According to Fabby, while Indonesia prohibits the construction of new coal-fired power plants (PLTU) for general use, allowing their construction for industrial purposes can impede the achievement of a higher renewable energy mix. He emphasized that the Indonesian government should advocate for a stronger commitment to ending the operation of coal-fired power plants throughout ASEAN countries. Furthermore, Indonesia should bolster its renewable energy expansion within ASEAN, particularly in solar energy development. Fabby encouraged discussions on an integrated supply chain to be established during the ASEAN Ministers on Energy Meeting (AMEM) scheduled for August 2023.

“We hope that during AMEM, Indonesia can propose to become a manufacturing hub for solar PV, encompassing technology from polysilicon to solar modules. Although some ASEAN countries have advanced manufacturing capabilities, they are still limited to cells and modules. Moreover, this manufacturing progress lacks integration. Indonesia, endowed with raw materials like silica sand, has the potential, as Chair of ASEAN 2023, to champion an integrated supply chain through a collective agreement,” he stated.

He added that climate threats are escalating for ASEAN nations, significantly impacting the region’s food security, energy security, and developmental progress. Without earnest endeavors to curb global emissions, climate change will compound challenges, making sustained economic growth of over 6% in the Southeast Asian region even more challenging.

Berlianto Pandapotan Hasudungan, Director of ASEAN Economic Cooperation at the Ministry of Foreign Affairs of Indonesia, explained that transitioning to renewable energy and reducing reliance on petroleum is pivotal for Indonesia’s leadership within ASEAN amidst geopolitical, Myanmar, and climate crises.

“Alongside the advancement of electric vehicles, ASEAN is fostering energy interconnections among member countries and embarking on studies for energy interconnections within the region,” he elaborated.

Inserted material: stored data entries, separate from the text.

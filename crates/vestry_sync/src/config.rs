//! Configuration for the sync engine and scheduler.

use std::time::Duration;

/// Configuration for sync operations.
#[derive(Debug, Clone)]
pub struct SyncConfig {
    /// Interval of the periodic background cycle.
    pub auto_interval: Duration,
    /// Retry policy for [`crate::SyncEngine::sync_with_retry`].
    pub retry: RetryConfig,
}

impl SyncConfig {
    /// Creates the default configuration (30s periodic cycle, fixed
    /// retry delay).
    #[must_use]
    pub fn new() -> Self {
        Self {
            auto_interval: Duration::from_secs(30),
            retry: RetryConfig::default(),
        }
    }

    /// Sets the periodic cycle interval.
    #[must_use]
    pub fn with_auto_interval(mut self, interval: Duration) -> Self {
        self.auto_interval = interval;
        self
    }

    /// Sets the retry configuration.
    #[must_use]
    pub fn with_retry(mut self, retry: RetryConfig) -> Self {
        self.retry = retry;
        self
    }
}

impl Default for SyncConfig {
    fn default() -> Self {
        Self::new()
    }
}

/// Explicit retry policy.
///
/// The default is a fixed delay between attempts; an exponential
/// policy is available via the multiplier.
#[derive(Debug, Clone)]
pub struct RetryConfig {
    /// Maximum number of attempts (including the first).
    pub max_attempts: u32,
    /// Delay before the second attempt.
    pub delay: Duration,
    /// Multiplier applied per further attempt (1.0 = fixed delay).
    pub backoff_multiplier: f64,
    /// Cap on any single delay.
    pub max_delay: Duration,
}

impl RetryConfig {
    /// Creates a fixed-delay retry policy.
    #[must_use]
    pub fn new(max_attempts: u32) -> Self {
        Self {
            max_attempts,
            delay: Duration::from_secs(2),
            backoff_multiplier: 1.0,
            max_delay: Duration::from_secs(60),
        }
    }

    /// Creates a policy with no retries.
    #[must_use]
    pub fn no_retry() -> Self {
        Self {
            max_attempts: 1,
            delay: Duration::ZERO,
            backoff_multiplier: 1.0,
            max_delay: Duration::ZERO,
        }
    }

    /// Sets the base delay.
    #[must_use]
    pub fn with_delay(mut self, delay: Duration) -> Self {
        self.delay = delay;
        self
    }

    /// Sets the backoff multiplier.
    #[must_use]
    pub fn with_backoff_multiplier(mut self, multiplier: f64) -> Self {
        self.backoff_multiplier = multiplier;
        self
    }

    /// Sets the delay cap.
    #[must_use]
    pub fn with_max_delay(mut self, max_delay: Duration) -> Self {
        self.max_delay = max_delay;
        self
    }

    /// Calculates the delay before the given attempt (0-indexed).
    #[must_use]
    pub fn delay_for_attempt(&self, attempt: u32) -> Duration {
        if attempt == 0 {
            return Duration::ZERO;
        }
        let scaled = self.delay.as_secs_f64()
            * self.backoff_multiplier.powi(attempt.saturating_sub(1) as i32);
        Duration::from_secs_f64(scaled.min(self.max_delay.as_secs_f64()))
    }
}

impl Default for RetryConfig {
    fn default() -> Self {
        Self::new(3)
    }
}

#[cfg(test)]
mod tests {
    use super::*;

    #[test]
    fn config_builder() {
        let config = SyncConfig::new()
            .with_auto_interval(Duration::from_secs(5))
            .with_retry(RetryConfig::no_retry());
        assert_eq!(config.auto_interval, Duration::from_secs(5));
        assert_eq!(config.retry.max_attempts, 1);
    }

    #[test]
    fn fixed_delay_is_constant() {
        let retry = RetryConfig::new(4).with_delay(Duration::from_millis(500));
        assert_eq!(retry.delay_for_attempt(0), Duration::ZERO);
        assert_eq!(retry.delay_for_attempt(1), Duration::from_millis(500));
        assert_eq!(retry.delay_for_attempt(3), Duration::from_millis(500));
    }

    #[test]
    fn exponential_delay_respects_cap() {
        let retry = RetryConfig::new(10)
            .with_delay(Duration::from_secs(1))
            .with_backoff_multiplier(10.0)
            .with_max_delay(Duration::from_secs(5));
        assert_eq!(retry.delay_for_attempt(1), Duration::from_secs(1));
        assert_eq!(retry.delay_for_attempt(2), Duration::from_secs(5));
        assert_eq!(retry.delay_for_attempt(6), Duration::from_secs(5));
    }
}
#[cfg(test)]
mod tests {
    use super::*;
    use chrono::TimeZone;
    use std::time::Duration;
    use vestry_model::MutationAction;
    use vestry_store::InMemoryBackend;
    use vestry_sync::MockRemote;

    struct TestClock(DateTime<Utc>);

    impl Clock for TestClock {
        fn now(&self) -> DateTime<Utc> {
            self.0
        }
    }

    fn offline_books() -> Books {
        let store = Arc::new(LocalStore::open(Box::new(InMemoryBackend::new())).unwrap());
        let owner = PrincipalId::new();
        let clock = Arc::new(TestClock(Utc.with_ymd_and_hms(2026, 3, 1, 9, 0, 0).unwrap()));
        Books::open(
            store,
            Arc::new(MockRemote::authenticated(owner)),
            SyncConfig::new().with_auto_interval(Duration::from_secs(3600)),
            clock,
            owner,
            false,
        )
    }

    fn checking(books: &Books, name: &str, opening: i64) -> Account {
        books
            .create_account(AccountDraft {
                name: name.into(),
                kind: AccountKind::Checking,
                initial_balance: Amount::from_minor(opening),
            })
            .unwrap()
    }

    #[test]
    fn create_account_queues_one_entry() {
        let books = offline_books();
        let account = checking(&books, "General fund", 100_000);

        assert_eq!(account.current_balance, Amount::from_minor(100_000));
        assert_eq!(account.sync_state, SyncState::Pending);
        assert_eq!(books.pending_count(), 1);
        assert_eq!(books.accounts().len(), 1);
    }

    #[test]
    fn expense_moves_balance_and_queues_create() {
        let books = offline_books();
        let account = checking(&books, "General fund", 100_000);

        let txn = books
            .create_transaction(TransactionDraft::new(
                account.id,
                TransactionKind::Expense,
                Amount::from_minor(20_000),
            ))
            .unwrap();

        let account = books.account(account.id).unwrap();
        assert_eq!(account.current_balance, Amount::from_minor(80_000));
        assert_eq!(txn.sync_state, SyncState::Pending);
        assert!(books
            .store
            .pending_mutations()
            .iter()
            .any(|m| m.table() == RecordTable::Transactions
                && m.action == MutationAction::Create
                && m.record_id() == txn.id));
    }

    #[test]
    fn transfer_conserves_total_balance() {
        let books = offline_books();
        let a = checking(&books, "A", 50_000);
        let b = checking(&books, "B", 10_000);

        books
            .create_transaction(
                TransactionDraft::new(a.id, TransactionKind::Transfer, Amount::from_minor(30_000))
                    .with_target(b.id),
            )
            .unwrap();

        assert_eq!(
            books.account(a.id).unwrap().current_balance,
            Amount::from_minor(20_000)
        );
        assert_eq!(
            books.account(b.id).unwrap().current_balance,
            Amount::from_minor(40_000)
        );
        assert_eq!(books.total_balance(), Amount::from_minor(60_000));
    }

    #[test]
    fn transfer_edit_reverts_then_applies() {
        let books = offline_books();
        let a = checking(&books, "A", 50_000);
        let b = checking(&books, "B", 10_000);

        let mut txn = books
            .create_transaction(
                TransactionDraft::new(a.id, TransactionKind::Transfer, Amount::from_minor(30_000))
                    .with_target(b.id),
            )
            .unwrap();

        txn.amount = Amount::from_minor(10_000);
        books.update_transaction(txn).unwrap();

        assert_eq!(
            books.account(a.id).unwrap().current_balance,
            Amount::from_minor(40_000)
        );
        assert_eq!(
            books.account(b.id).unwrap().current_balance,
            Amount::from_minor(20_000)
        );
    }

    #[test]
    fn delete_transaction_is_exact_inverse_of_create() {
        let books = offline_books();
        let account = checking(&books, "General fund", 100_000);

        let txn = books
            .create_transaction(TransactionDraft::new(
                account.id,
                TransactionKind::Income,
                Amount::from_minor(7_500),
            ))
            .unwrap();
        assert_eq!(
            books.account(account.id).unwrap().current_balance,
            Amount::from_minor(107_500)
        );

        books.delete_transaction(txn.id).unwrap();
        assert_eq!(
            books.account(account.id).unwrap().current_balance,
            Amount::from_minor(100_000)
        );
        assert!(books.transaction(txn.id).is_none());
        // The queued create was dropped with the record.
        assert!(books
            .store
            .pending_mutations()
            .iter()
            .all(|m| m.record_id() != txn.id));
    }

    #[test]
    fn edit_round_trip_restores_balances() {
        let books = offline_books();
        let account = checking(&books, "General fund", 100_000);

        let original = books
            .create_transaction(TransactionDraft::new(
                account.id,
                TransactionKind::Expense,
                Amount::from_minor(5_000),
            ))
            .unwrap();
        let before = books.account(account.id).unwrap().current_balance;

        let mut edited = original.clone();
        edited.amount = Amount::from_minor(9_999);
        books.update_transaction(edited).unwrap();

        books.update_transaction(original).unwrap();
        assert_eq!(books.account(account.id).unwrap().current_balance, before);
    }

    #[test]
    fn edit_moving_between_accounts_touches_all_four() {
        let books = offline_books();
        let a = checking(&books, "A", 10_000);
        let b = checking(&books, "B", 10_000);
        let c = checking(&books, "C", 10_000);
        let d = checking(&books, "D", 10_000);

        let mut txn = books
            .create_transaction(
                TransactionDraft::new(a.id, TransactionKind::Transfer, Amount::from_minor(1_000))
                    .with_target(b.id),
            )
            .unwrap();

        txn.account_id = c.id;
        txn.target_account_id = Some(d.id);
        books.update_transaction(txn).unwrap();

        let balance = |id| books.account(id).unwrap().current_balance.minor();
        assert_eq!(balance(a.id), 10_000);
        assert_eq!(balance(b.id), 10_000);
        assert_eq!(balance(c.id), 9_000);
        assert_eq!(balance(d.id), 11_000);
    }

    #[test]
    fn validation_failure_commits_nothing() {
        let books = offline_books();
        let account = checking(&books, "General fund", 100_000);
        let queued_before = books.pending_count();

        let result = books.create_transaction(
            TransactionDraft::new(
                account.id,
                TransactionKind::Transfer,
                Amount::from_minor(1_000),
            ), // no target
        );
        assert!(matches!(result, Err(BooksError::MissingTransferTarget)));

        let result = books.create_transaction(TransactionDraft::new(
            RecordId::new(),
            TransactionKind::Income,
            Amount::from_minor(1_000),
        ));
        assert!(matches!(result, Err(BooksError::MissingAccount(_))));

        assert_eq!(books.pending_count(), queued_before);
        assert!(books.transactions().is_empty());
        assert_eq!(
            books.account(account.id).unwrap().current_balance,
            Amount::from_minor(100_000)
        );
    }

    #[test]
    fn update_account_recomputes_current_balance() {
        let books = offline_books();
        let account = checking(&books, "General fund", 100_000);
        books
            .create_transaction(TransactionDraft::new(
                account.id,
                TransactionKind::Expense,
                Amount::from_minor(30_000),
            ))
            .unwrap();

        let mut edited = books.account(account.id).unwrap();
        edited.initial_balance = Amount::from_minor(200_000);
        let saved = books.update_account(edited).unwrap();

        assert_eq!(saved.current_balance, Amount::from_minor(170_000));
    }

    #[test]
    fn delete_account_cascades_and_reverts_on_survivors() {
        let books = offline_books();
        let a = checking(&books, "A", 50_000);
        let b = checking(&books, "B", 10_000);

        // Transfer out of A and an incoming transfer from B.
        books
            .create_transaction(
                TransactionDraft::new(a.id, TransactionKind::Transfer, Amount::from_minor(20_000))
                    .with_target(b.id),
            )
            .unwrap();
        books
            .create_transaction(
                TransactionDraft::new(b.id, TransactionKind::Transfer, Amount::from_minor(5_000))
                    .with_target(a.id),
            )
            .unwrap();
        assert_eq!(books.account(b.id).unwrap().current_balance.minor(), 25_000);

        books.delete_account(a.id).unwrap();

        assert!(books.account(a.id).is_none());
        assert!(books.transactions().is_empty());
        // B is back to its opening balance once both transfers revert.
        assert_eq!(books.account(b.id).unwrap().current_balance.minor(), 10_000);
        // No queue entry survives for the deleted records.
        assert!(books
            .store
            .pending_mutations()
            .iter()
            .all(|m| m.record_id() != a.id));
    }

    #[test]
    fn delete_category_clears_references() {
        let books = offline_books();
        let account = checking(&books, "General fund", 100_000);
        let category = books
            .create_category(CategoryDraft {
                name: "Flowers".into(),
                kind: CategoryKind::Expense,
                color: "#ff8800".into(),
            })
            .unwrap();

        let txn = books
            .create_transaction(
                TransactionDraft::new(
                    account.id,
                    TransactionKind::Expense,
                    Amount::from_minor(2_500),
                )
                .with_category(category.id),
            )
            .unwrap();

        books.delete_category(category.id).unwrap();

        assert!(books.category(category.id).is_none());
        let txn = books.transaction(txn.id).unwrap();
        assert_eq!(txn.category_id, None);
        assert!(txn.sync_state.is_pending());
    }

    #[test]
    fn missing_record_errors() {
        let books = offline_books();
        assert!(matches!(
            books.delete_account(RecordId::new()),
            Err(BooksError::MissingAccount(_))
        ));
        assert!(matches!(
            books.delete_transaction(RecordId::new()),
            Err(BooksError::MissingTransaction(_))
        ));
        assert!(matches!(
            books.delete_category(RecordId::new()),
            Err(BooksError::MissingCategory(_))
        ));
    }
}
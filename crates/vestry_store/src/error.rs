//! Error types for the local store.

use thiserror::Error;
use vestry_model::{RecordId, RecordTable};

/// Result type for store operations.
pub type StoreResult<T> = Result<T, StoreError>;

/// Errors that can occur in the local store.
#[derive(Error, Debug)]
pub enum StoreError {
    /// Underlying I/O failure.
    #[error("i/o error: {0}")]
    Io(#[from] std::io::Error),

    /// The snapshot could not be encoded.
    #[error("snapshot encode failed: {0}")]
    Encode(String),

    /// The persisted snapshot could not be decoded.
    #[error("snapshot decode failed: {0}")]
    Decode(String),

    /// A referenced record does not exist.
    #[error("no {table} record with id {id}")]
    MissingRecord {
        /// Collection that was queried.
        table: RecordTable,
        /// ID that was not found.
        id: RecordId,
    },
}

#[cfg(test)]
mod tests {
    use super::*;

    #[test]
    fn missing_record_display() {
        let err = StoreError::MissingRecord {
            table: RecordTable::Accounts,
            id: RecordId::from_bytes([1u8; 16]),
        };
        assert!(err.to_string().contains("accounts"));
    }
}
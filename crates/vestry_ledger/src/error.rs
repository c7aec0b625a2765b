//! Error types for ledger validation.

use thiserror::Error;
use vestry_model::Amount;

/// Result type for ledger operations.
pub type LedgerResult<T> = Result<T, LedgerError>;

/// Errors produced when a transaction's shape is invalid.
#[derive(Error, Debug, Clone, PartialEq, Eq)]
pub enum LedgerError {
    /// The amount magnitude is negative.
    #[error("transaction amount {0} is negative; amounts are unsigned magnitudes")]
    NegativeAmount(Amount),

    /// A transfer has no target account.
    #[error("transfer is missing a target account")]
    MissingTransferTarget,

    /// A non-transfer carries a target account.
    #[error("only transfers may carry a target account")]
    UnexpectedTransferTarget,
}
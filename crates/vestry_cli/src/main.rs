//! Vestry CLI
//!
//! Operator tools for a file-backed Vestry ledger.
//!
//! # Commands
//!
//! - `account add|list` - Manage accounts
//! - `category add|list` - Manage categories
//! - `txn add|list` - Record and list bookkeeping entries
//! - `status` - Balances, mutation queue, sync state
//! - `sync` - Run one sync cycle against the configured remote

mod commands;

use clap::{Parser, Subcommand};
use std::path::PathBuf;
use std::sync::Arc;
use std::time::Duration;
use tracing_subscriber::EnvFilter;
use vestry_core::{Books, SystemClock};
use vestry_model::PrincipalId;
use vestry_store::{FileBackend, LocalStore};
use vestry_sync::{NullRemote, SyncConfig};

/// Vestry command-line ledger tools.
#[derive(Parser)]
#[command(name = "vestry")]
#[command(author, version, about, long_about = None)]
struct Cli {
    /// Path to the ledger snapshot file
    #[arg(global = true, short, long, default_value = "vestry.books")]
    ledger: PathBuf,

    /// Enable verbose output
    #[arg(global = true, short, long)]
    verbose: bool,

    #[command(subcommand)]
    command: Commands,
}

#[derive(Subcommand)]
enum Commands {
    /// Manage accounts
    Account {
        #[command(subcommand)]
        command: commands::account::AccountCommand,
    },

    /// Manage categories
    Category {
        #[command(subcommand)]
        command: commands::category::CategoryCommand,
    },

    /// Record and list bookkeeping entries
    Txn {
        #[command(subcommand)]
        command: commands::txn::TxnCommand,
    },

    /// Show balances, the mutation queue, and sync state
    Status {
        /// Output format
        #[arg(short, long, value_enum, default_value = "text")]
        format: commands::status::OutputFormat,
    },

    /// Run one sync cycle against the configured remote
    Sync,
}

fn main() -> Result<(), Box<dyn std::error::Error>> {
    let cli = Cli::parse();

    // Initialize logging
    let filter = if cli.verbose {
        EnvFilter::new("debug")
    } else {
        EnvFilter::try_from_default_env().unwrap_or_else(|_| EnvFilter::new("warn"))
    };
    tracing_subscriber::fmt().with_env_filter(filter).init();

    let backend = FileBackend::open_with_create_dirs(&cli.ledger)?;
    let store = Arc::new(LocalStore::open(Box::new(backend))?);
    let owner = resolve_owner(&store);
    let books = Books::open(
        store,
        Arc::new(NullRemote::new()),
        // The CLI drives sync explicitly; keep the timer out of the way.
        SyncConfig::new().with_auto_interval(Duration::from_secs(3600)),
        Arc::new(SystemClock),
        owner,
        false,
    );
    books.load_data();

    match cli.command {
        Commands::Account { command } => commands::account::run(&books, command)?,
        Commands::Category { command } => commands::category::run(&books, command)?,
        Commands::Txn { command } => commands::txn::run(&books, command)?,
        Commands::Status { format } => commands::status::run(&books, &cli.ledger, format)?,
        Commands::Sync => commands::sync::run(&books)?,
    }

    Ok(())
}

/// Reuses the principal stamped on existing records, so repeated
/// invocations against a never-synced ledger stay consistent.
fn resolve_owner(store: &LocalStore) -> PrincipalId {
    if let Some(account) = store.accounts().first() {
        return account.owner_id;
    }
    if let Some(owner) = store.categories().iter().find_map(|c| c.owner_id) {
        return owner;
    }
    PrincipalId::new()
}

#[cfg(test)]
mod tests {
    use super::*;

    #[test]
    fn status_format_rejects_unknown_values() {
        assert!(Cli::try_parse_from(["vestry", "status", "--format", "yaml"]).is_err());
        assert!(Cli::try_parse_from(["vestry", "status", "--format", "json"]).is_ok());
        assert!(Cli::try_parse_from(["vestry", "status"]).is_ok());
    }
}
impl SyncEngine {
    /// Creates a new engine over the given store and remote.
    pub fn new(store: Arc<LocalStore>, remote: Arc<dyn RemoteClient>, config: SyncConfig) -> Self {
        Self {
            store,
            remote,
            config,
            in_progress: AtomicBool::new(false),
            phase: RwLock::new(SyncPhase::Idle),
            stats: RwLock::new(SyncStats::default()),
        }
    }

    /// The engine configuration.
    #[must_use]
    pub fn config(&self) -> &SyncConfig {
        &self.config
    }

    /// The current phase.
    #[must_use]
    pub fn phase(&self) -> SyncPhase {
        *self.phase.read()
    }

    /// Returns true while a cycle is running.
    #[must_use]
    pub fn in_progress(&self) -> bool {
        self.in_progress.load(Ordering::SeqCst)
    }

    /// Accumulated counters.
    #[must_use]
    pub fn stats(&self) -> SyncStats {
        self.stats.read().clone()
    }

    /// Runs one pull-then-push cycle.
    ///
    /// # Errors
    ///
    /// Returns [`SyncError::Unauthenticated`] when no principal is
    /// signed in, or the transport error from resolving the principal.
    pub fn sync(&self) -> SyncResult<SyncOutcome> {
        if self.in_progress.swap(true, Ordering::SeqCst) {
            debug!("sync cycle already running; trigger skipped");
            return Ok(SyncOutcome::skipped());
        }

        let started = Instant::now();
        let result = self.run_cycle(started);
        *self.phase.write() = SyncPhase::Idle;

        match &result {
            Ok(outcome) => {
                let mut stats = self.stats.write();
                stats.cycles_completed += 1;
                stats.records_pulled += outcome.pulled;
                stats.mutations_pushed += outcome.pushed;
                stats.mutations_discarded += outcome.discarded;
                stats.last_synced_at = Some(Instant::now());
                stats.last_error = None;
            }
            Err(err) => {
                self.stats.write().last_error = Some(err.to_string());
            }
        }

        self.in_progress.store(false, Ordering::SeqCst);
        result
    }

    /// Runs [`SyncEngine::sync`] with the configured retry policy.
    ///
    /// # Errors
    ///
    /// Returns the last error once attempts are exhausted, or
    /// immediately for non-retryable errors.
    pub fn sync_with_retry(&self) -> SyncResult<SyncOutcome> {
        let retry = self.config.retry.clone();
        let mut last_error = None;

        for attempt in 0..retry.max_attempts {
            if attempt > 0 {
                std::thread::sleep(retry.delay_for_attempt(attempt));
            }
            match self.sync() {
                Ok(outcome) => return Ok(outcome),
                Err(err) if err.is_retryable() && attempt + 1 < retry.max_attempts => {
                    debug!(error = %err, attempt, "sync attempt failed; retrying");
                    last_error = Some(err);
                }
                Err(err) => return Err(err),
            }
        }

        Err(last_error.unwrap_or_else(|| SyncError::transport_fatal("no sync attempts made")))
    }

    /// Best-effort remote delete for the facade's delete paths.
    ///
    /// Deletes bypass the mutation queue: the local delete has already
    /// happened, and a remote failure is logged but not requeued, so
    /// local and remote may diverge until the row changes again.
    pub fn push_delete(&self, table: RecordTable, id: RecordId) {
        let result = match table {
            RecordTable::Accounts => self.remote.delete_account(id),
            RecordTable::Transactions => self.remote.delete_transaction(id),
            RecordTable::Categories => self.remote.delete_category(id),
        };
        match result {
            Ok(()) => debug!(%table, %id, "remote delete applied"),
            Err(err) => warn!(%table, %id, error = %err, "best-effort remote delete failed"),
        }
    }

    fn run_cycle(&self, started: Instant) -> SyncResult<SyncOutcome> {
        let principal = self
            .remote
            .current_principal()?
            .ok_or(SyncError::Unauthenticated)?;

        *self.phase.write() = SyncPhase::Pulling;
        let pull = self.pull(principal);

        *self.phase.write() = SyncPhase::Pushing;
        let push = self.push(principal);

        debug!(
            pulled = pull.pulled,
            pushed = push.pushed,
            discarded = push.discarded,
            "sync cycle complete"
        );

        Ok(SyncOutcome {
            skipped: false,
            pulled: pull.pulled,
            pushed: push.pushed,
            discarded: push.discarded,
            seeded_defaults: pull.seeded,
            duration: started.elapsed(),
        })
    }

    // --- pull phase ---

    fn pull(&self, principal: PrincipalId) -> PullSummary {
        let mut summary = PullSummary::default();

        match self.remote.fetch_categories() {
            Ok(rows) if rows.is_empty() => {
                summary.seeded = self.seed_default_categories();
            }
            Ok(rows) => {
                summary.pulled +=
                    self.merge_pulled(rows, LocalStore::get_category, LocalStore::put_category);
            }
            Err(SyncError::RelationMissing(table)) => {
                warn!(%table, "remote relation missing; falling back to default categories");
                summary.seeded = self.seed_default_categories();
            }
            Err(err) => warn!(error = %err, "category pull failed; continuing cycle"),
        }

        match self.remote.fetch_accounts(principal) {
            Ok(rows) => {
                summary.pulled +=
                    self.merge_pulled(rows, LocalStore::get_account, LocalStore::put_account);
            }
            Err(err) => warn!(error = %err, "account pull failed; continuing cycle"),
        }

        match self.remote.fetch_transactions(principal) {
            Ok(rows) => {
                summary.pulled += self.merge_pulled(
                    rows,
                    LocalStore::get_transaction,
                    LocalStore::put_transaction,
                );
            }
            Err(err) => warn!(error = %err, "transaction pull failed; continuing cycle"),
        }

        summary
    }

    /// Applies the last-writer-wins merge rule to one pulled batch.
    ///
    /// A record absent locally is inserted; a record present and
    /// `Synced` locally is overwritten only when the remote copy is
    /// strictly newer; a locally pending record always wins until its
    /// own push succeeds.
    fn merge_pulled<R: PullRecord>(
        &self,
        rows: Vec<R>,
        get: impl Fn(&LocalStore, RecordId) -> Option<R>,
        put: impl Fn(&LocalStore, R) -> StoreResult<()>,
    ) -> u64 {
        let mut applied = 0;
        for mut row in rows {
            let overwrite = match get(&self.store, row.id()) {
                None => true,
                Some(local) if local.sync_state().is_pending() => false,
                Some(local) => row.updated_at() > local.updated_at(),
            };
            if !overwrite {
                continue;
            }
            row.mark_synced();
            match put(&self.store, row) {
                Ok(()) => applied += 1,
                Err(err) => warn!(error = %err, "failed to store pulled record"),
            }
        }
        applied
    }

    fn seed_default_categories(&self) -> bool {
        if !self.store.categories().is_empty() {
            return false;
        }
        let mut batch = StoreBatch::new();
        for category in Category::defaults(Utc::now()) {
            batch = batch.put_category(category);
        }
        match self.store.apply(batch) {
            Ok(()) => true,
            Err(err) => {
                warn!(error = %err, "failed to seed default categories");
                false
            }
        }
    }

    // --- push phase ---

    fn push(&self, principal: PrincipalId) -> PushSummary {
        let mut summary = PushSummary::default();

        for entry in self.store.pending_mutations() {
            if !self.entry_owned_by(&entry, principal) {
                debug!(
                    entry = %entry.id,
                    table = %entry.table(),
                    "discarding foreign mutation without remote call"
                );
                self.drop_entry(entry.id);
                summary.discarded += 1;
                continue;
            }

            match self.dispatch(&entry) {
                Ok(()) => {
                    self.confirm(&entry);
                    summary.pushed += 1;
                }
                Err(SyncError::PermissionDenied(reason)) => {
                    debug!(entry = %entry.id, %reason, "remote rejected mutation; discarding");
                    self.drop_entry(entry.id);
                    summary.discarded += 1;
                }
                Err(err) => {
                    warn!(
                        entry = %entry.id,
                        table = %entry.table(),
                        error = %err,
                        "push failed; entry stays queued for the next cycle"
                    );
                }
            }
        }

        summary
    }

    /// Accounts and categories carry their owner directly; a
    /// transaction is owned through its source account, resolved in
    /// the local store. The account may itself still be unsynced; that
    /// is fine, validation only checks ownership, not remote existence.
    fn entry_owned_by(&self, entry: &Mutation, principal: PrincipalId) -> bool {
        match entry.payload.direct_owner() {
            Some(owner) => owner == principal,
            None => match &entry.payload {
                MutationPayload::Transaction(txn) => self
                    .store
                    .get_account(txn.account_id)
                    .is_some_and(|account| account.owner_id == principal),
                _ => false,
            },
        }
    }

    fn dispatch(&self, entry: &Mutation) -> SyncResult<()> {
        match (&entry.action, &entry.payload) {
            (MutationAction::Create, MutationPayload::Account(account)) => {
                self.remote.insert_account(account)
            }
            (MutationAction::Update, MutationPayload::Account(account)) => {
                self.remote.update_account(account)
            }
            (MutationAction::Delete, MutationPayload::Account(account)) => {
                self.remote.delete_account(account.id)
            }
            (MutationAction::Create, MutationPayload::Transaction(txn)) => {
                self.remote.insert_transaction(txn)
            }
            (MutationAction::Update, MutationPayload::Transaction(txn)) => {
                self.remote.update_transaction(txn)
            }
            (MutationAction::Delete, MutationPayload::Transaction(txn)) => {
                self.remote.delete_transaction(txn.id)
            }
            (MutationAction::Create, MutationPayload::Category(category)) => {
                self.remote.insert_category(category)
            }
            (MutationAction::Update, MutationPayload::Category(category)) => {
                self.remote.update_category(category)
            }
            (MutationAction::Delete, MutationPayload::Category(category)) => {
                self.remote.delete_category(category.id)
            }
        }
    }

    /// Removes the confirmed entry and marks the current local record
    /// `Synced` in one batch.
    ///
    /// The mark resolves against the store's contents at apply time,
    /// under the store lock. Reading the record here and putting it
    /// back would race the facade: a mutation committing between the
    /// read and the apply would be overwritten by the stale snapshot.
    fn confirm(&self, entry: &Mutation) {
        let mut batch = StoreBatch::new().remove_mutation(entry.id);

        if entry.action != MutationAction::Delete {
            batch = batch.mark_synced(entry.table(), entry.record_id());
        }

        if let Err(err) = self.store.apply(batch) {
            warn!(entry = %entry.id, error = %err, "failed to confirm pushed mutation locally");
        }
    }

    fn drop_entry(&self, entry_id: RecordId) {
        if let Err(err) = self.store.remove_mutation(entry_id) {
            warn!(entry = %entry_id, error = %err, "failed to drop invalid queue entry");
        }
    }
}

Shahnaz Nur Firdausi, a Researcher on Climate and Energy at IESR, highlighted that Indonesia’s climate policies and commitments do not align with the Paris Agreement’s objective of capping temperature rise at 1.5°C. The Climate Action Tracker (CAT) report underscores the insufficiency of Indonesia’s climate targets and policies. If other countries follow a similar path, global warming could exceed 2°C to 3°C.

“For this reason, Indonesia’s climate policies and actions in 2030 require substantial improvements in line with a temperature limit of 1.5°C. Indonesia should elevate the NDC target to 75% under the NDC business-as-usual (BAU) scenario, excluding land use and land use change and forestry (conditional), and 62% (unconditional). Furthermore, Indonesia’s land use and forestry emissions have accounted for nearly 50% of total emissions over the past two decades,” said Shahnaz.

In concluding remarks, Agus Tampubolon, the Project Manager of Clean, Affordable, and Secure Energy (CASE) for Southeast Asia, emphasized the significance of collaboration among ASEAN member countries to expedite the energy transition.

“Indonesia can serve as a model for the ASEAN region by spearheading the energy transition. ASEAN countries possess tremendous potential for joint efforts in advancing solar PV technologies and crafting policies that facilitate the shift from fossil fuels to renewable energy, thereby amplifying climate targets,” Agus affirmed.